Senators Push DOE-Led AI Risk Reviews in Ambitious New Bill

What the bill proposes

Senators Josh Hawley and Richard Blumenthal introduced the Artificial Intelligence Risk Evaluation Act, a proposal that would create a federal program to assess risks posed by advanced AI systems. The plan would place a program at the Department of Energy to gather data on potential AI disasters, including runaway systems, security breaches, and the use of models as weapons by adversaries.

How the review would work

Under the draft, developers would be required to submit models for review before widespread deployment. That marks a major departure from current industry norms that favor rapid iteration and limited external oversight. The aim is to detect vulnerabilities and dangerous failure modes early, and to collect aggregated incident data that could inform future policy and resilience efforts.

Bipartisan concern and recent precedents

One striking detail is the bipartisan nature of the effort.
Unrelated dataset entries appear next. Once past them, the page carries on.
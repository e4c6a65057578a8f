//! `influxdb_label` resource

use crate::api::labels::{Label, PatchLabelRequest, PostLabelRequest};
use crate::api::{cancellable, Client};
use async_trait::async_trait;
use std::collections::HashMap;
use tfplug::plan_modifier::{RequiresReplaceIfChanged, UseStateForUnknown};
use tfplug::request::{
    CreateRequest, CreateResponse, DeleteRequest, DeleteResponse, ReadRequest, ReadResponse,
    UpdateRequest, UpdateResponse,
};
use tfplug::{
    AttributeBuilder, AttributeType, Diagnostics, Dynamic, ResourceSchema, ResourceV2,
    SchemaBuilder, State, StateBuilder,
};

use super::{add_api_error, required_string, Operation};

pub struct LabelResource {
    client: Client,
}

impl LabelResource {
    pub fn new(client: Client) -> Self {
        Self { client }
    }

    pub fn schema_static() -> ResourceSchema {
        SchemaBuilder::new()
            .description("Create and manage labels.")
            .attribute(
                AttributeBuilder::string("id")
                    .computed()
                    .plan_modifier(Box::new(UseStateForUnknown))
                    .description("The label ID."),
            )
            .attribute(
                AttributeBuilder::string("name")
                    .required()
                    .description("The label name."),
            )
            .attribute(
                AttributeBuilder::string("org_id")
                    .required()
                    .plan_modifier(Box::new(RequiresReplaceIfChanged))
                    .description("The organization ID."),
            )
            .attribute(
                AttributeBuilder::map("properties", AttributeType::String)
                    .optional()
                    .description("The key-value pairs associated with this label."),
            )
            .build()
    }
}

pub(crate) fn properties_from_value(value: &Dynamic) -> Option<HashMap<String, String>> {
    value.as_map().map(|map| {
        map.iter()
            .filter_map(|(key, value)| value.as_string().map(|v| (key.clone(), v.to_string())))
            .collect()
    })
}

/// Properties to send when updating a label
///
/// The API merges properties, so every key that was in state but is no
/// longer planned is sent with an empty value to remove it.
pub(crate) fn reconcile_properties(
    planned: Option<&HashMap<String, String>>,
    prior: Option<&HashMap<String, String>>,
) -> HashMap<String, String> {
    let mut properties = planned.cloned().unwrap_or_default();

    for key in prior.into_iter().flat_map(HashMap::keys) {
        properties.entry(key.clone()).or_default();
    }

    properties
}

/// Attributes shared by the resource and the label data sources
pub(crate) fn label_values(label: &Label) -> StateBuilder {
    StateBuilder::new()
        .string("id", &label.id)
        .string("name", &label.name)
        .optional_string("org_id", label.org_id.clone())
}

/// Unconfigured properties stay null. Configured ones follow the server,
/// which omits the map once it is empty.
fn label_state(label: &Label, properties_configured: bool) -> State {
    let properties = if properties_configured {
        Some(label.properties.clone().unwrap_or_default())
    } else {
        None
    };

    label_values(label)
        .string_map("properties", properties.as_ref())
        .build()
}

#[async_trait]
impl ResourceV2 for LabelResource {
    async fn create(&self, request: CreateRequest) -> CreateResponse {
        let mut diagnostics = Diagnostics::new();
        let plan = &request.planned_state;

        let (Some(org_id), Some(name)) = (
            required_string(plan, "org_id", &mut diagnostics),
            required_string(plan, "name", &mut diagnostics),
        ) else {
            return CreateResponse {
                state: request.planned_state,
                diagnostics,
            };
        };
        let properties = properties_from_value(plan.get("properties"));

        let body = PostLabelRequest {
            org_id,
            name,
            properties: properties.clone(),
        };

        match cancellable(&request.context, self.client.labels().create(&body)).await {
            Ok(label) => {
                tracing::info!(id = %label.id, name = %label.name, "created label");
                CreateResponse {
                    state: label_state(&label, properties.is_some()),
                    diagnostics,
                }
            }
            Err(e) => {
                add_api_error(&mut diagnostics, Operation::Create, "label", &e);
                CreateResponse {
                    state: request.planned_state,
                    diagnostics,
                }
            }
        }
    }

    async fn read(&self, request: ReadRequest) -> ReadResponse {
        let mut diagnostics = Diagnostics::new();
        let current = &request.current_state;

        let Some(id) = required_string(current, "id", &mut diagnostics) else {
            return ReadResponse {
                state: Some(request.current_state),
                diagnostics,
            };
        };

        match cancellable(&request.context, self.client.labels().get(&id)).await {
            Ok(label) => {
                // Properties added outside Terraform show up as drift
                let configured = !current.is_null("properties")
                    || label.properties.as_ref().is_some_and(|p| !p.is_empty());
                ReadResponse {
                    state: Some(label_state(&label, configured)),
                    diagnostics,
                }
            }
            Err(e) if e.is_not_found() => {
                tracing::warn!(%id, "label not found, removing from state");
                ReadResponse {
                    state: None,
                    diagnostics,
                }
            }
            Err(e) => {
                add_api_error(&mut diagnostics, Operation::Read, "label", &e);
                ReadResponse {
                    state: Some(request.current_state),
                    diagnostics,
                }
            }
        }
    }

    async fn update(&self, request: UpdateRequest) -> UpdateResponse {
        let mut diagnostics = Diagnostics::new();
        let plan = &request.planned_state;

        let (Some(id), Some(name)) = (
            required_string(&request.current_state, "id", &mut diagnostics),
            required_string(plan, "name", &mut diagnostics),
        ) else {
            return UpdateResponse {
                state: request.current_state,
                diagnostics,
            };
        };

        let planned = properties_from_value(plan.get("properties"));
        let prior = properties_from_value(request.current_state.get("properties"));
        let properties = reconcile_properties(planned.as_ref(), prior.as_ref());

        let body = PatchLabelRequest {
            name: Some(name),
            properties: (!properties.is_empty()).then_some(properties),
        };

        match cancellable(&request.context, self.client.labels().update(&id, &body)).await {
            Ok(label) => UpdateResponse {
                state: label_state(&label, planned.is_some()),
                diagnostics,
            },
            Err(e) => {
                add_api_error(&mut diagnostics, Operation::Update, "label", &e);
                UpdateResponse {
                    state: request.current_state,
                    diagnostics,
                }
            }
        }
    }

    async fn delete(&self, request: DeleteRequest) -> DeleteResponse {
        let mut diagnostics = Diagnostics::new();

        let Some(id) = required_string(&request.current_state, "id", &mut diagnostics) else {
            return DeleteResponse { diagnostics };
        };

        match cancellable(&request.context, self.client.labels().delete(&id)).await {
            Ok(()) => tracing::info!(%id, "deleted label"),
            Err(e) if e.is_not_found() => {}
            Err(e) => add_api_error(&mut diagnostics, Operation::Delete, "label", &e),
        }

        DeleteResponse { diagnostics }
    }
}
#[cfg(test)]
mod tests {
    use super::*;
    use crate::validator::OneOf;

    fn permissions_schema() -> Schema {
        SchemaBuilder::new()
            .attribute(AttributeBuilder::string("id").computed())
            .attribute(AttributeBuilder::string("org_id").required())
            .attribute(AttributeBuilder::nested_list(
                "permissions",
                vec![
                    AttributeBuilder::string("action")
                        .required()
                        .validator(Box::new(OneOf::new(["read", "write"])))
                        .build(),
                    AttributeBuilder::nested_single(
                        "resource",
                        vec![
                            AttributeBuilder::string("type").required().build(),
                            AttributeBuilder::string("name").computed().build(),
                        ],
                    )
                    .required()
                    .build(),
                ],
            )
            .required())
            .build()
    }

    #[test]
    fn attribute_types_encode_as_terraform_json() {
        assert_eq!(AttributeType::String.to_bytes(), br#""string""#.to_vec());
        assert_eq!(
            AttributeType::Map(Box::new(AttributeType::String)).to_bytes(),
            br#"["map","string"]"#.to_vec()
        );

        let object = AttributeType::Object(BTreeMap::from([
            ("id".to_string(), AttributeType::String),
            ("count".to_string(), AttributeType::Number),
        ]));
        assert_eq!(
            AttributeType::List(Box::new(object)).to_bytes(),
            br#"["list",["object",{"count":"number","id":"string"}]]"#.to_vec()
        );
    }

    #[test]
    fn nested_list_implies_list_of_objects() {
        let schema = permissions_schema();
        let permissions = schema.attribute("permissions").unwrap();

        match &permissions.r#type {
            AttributeType::List(elem) => match elem.as_ref() {
                AttributeType::Object(fields) => {
                    assert!(fields.contains_key("action"));
                    assert!(matches!(fields.get("resource"), Some(AttributeType::Object(_))));
                }
                other => panic!("expected object element, got {:?}", other),
            },
            other => panic!("expected list, got {:?}", other),
        }
    }

    #[test]
    fn validate_reports_missing_required_and_unknown_fields() {
        let schema = permissions_schema();
        let config = HashMap::from([("bogus".to_string(), Dynamic::from("x"))]);

        let diags = schema.validate(&config);
        let summaries: Vec<_> = diags.errors.iter().map(|d| d.summary.as_str()).collect();

        assert!(summaries.contains(&"Unsupported argument"));
        assert_eq!(
            summaries
                .iter()
                .filter(|s| **s == "Missing required argument")
                .count(),
            2
        );
    }

    #[test]
    fn validate_runs_nested_validators_with_element_paths() {
        let schema = permissions_schema();
        let permission = HashMap::from([
            ("action".to_string(), Dynamic::from("delete")),
            (
                "resource".to_string(),
                Dynamic::Map(HashMap::from([(
                    "type".to_string(),
                    Dynamic::from("buckets"),
                )])),
            ),
        ]);
        let config = HashMap::from([
            ("org_id".to_string(), Dynamic::from("org1")),
            (
                "permissions".to_string(),
                Dynamic::List(vec![Dynamic::Map(permission)]),
            ),
        ]);

        let diags = schema.validate(&config);
        assert_eq!(diags.errors.len(), 1);
        assert_eq!(
            diags.errors[0].attribute.as_ref().unwrap().to_string(),
            "permissions[0].action"
        );
    }

    #[test]
    fn validate_skips_unknown_values() {
        let schema = permissions_schema();
        let config = HashMap::from([
            ("org_id".to_string(), Dynamic::Unknown),
            ("permissions".to_string(), Dynamic::Unknown),
        ]);

        assert!(!schema.validate(&config).has_errors());
    }

    #[test]
    fn normalize_fills_missing_and_drops_extra_attributes() {
        let schema = permissions_schema();
        let mut values = HashMap::from([
            ("org_id".to_string(), Dynamic::from("org1")),
            ("legacy".to_string(), Dynamic::from("gone")),
            (
                "permissions".to_string(),
                Dynamic::List(vec![Dynamic::Map(HashMap::from([(
                    "resource".to_string(),
                    Dynamic::Map(HashMap::from([(
                        "type".to_string(),
                        Dynamic::from("orgs"),
                    )])),
                )]))]),
            ),
        ]);

        schema.normalize(&mut values);

        assert!(values["id"].is_null());
        assert!(!values.contains_key("legacy"));
        let permission = values["permissions"].as_list().unwrap()[0].as_map().unwrap();
        assert!(permission["action"].is_null());
        let resource = permission["resource"].as_map().unwrap();
        assert!(resource["name"].is_null());
    }
}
Hawley and Blumenthal have worked together on AI issues before, such as proposals to protect content creators from AI replicas. Their cooperation signals that concern over AI risks crosses typical party lines. The proposal also follows California’s recent AI consumer safety and transparency law, suggesting that both state and federal actors are moving to establish guardrails.

Tension with innovation priorities

The White House has warned that over-regulation could slow innovation and hurt the United States competitive position in the global AI race, especially relative to China. Industry events and chipmakers continue to push agentic AI and advanced hardware, highlighting the tension between fostering competitiveness and ensuring safety. Lawmakers are trying to find a balance that protects the public without unduly hampering research and product development.

What this could change

If enacted, the bill could make the Department of Energy an unexpected gatekeeper for AI safety. Mandatory pre-deployment reviews would likely reshape developer timelines, compliance processes, and how companies document model capabilities and risks. At minimum, the proposal would move AI oversight from technical discussions into formal regulatory structures and create clearer expectations for accountability.

The broader significance

This bill represents a larger shift: AI has moved from niche tech conversations to the Senate floor. Whether the bill becomes law or merely sparks further debate, it reflects growing impatience with a wait-and-see approach to emerging risks. The core question remains how to create common sense oversight that prevents large scale harm while allowing beneficial innovation to continue.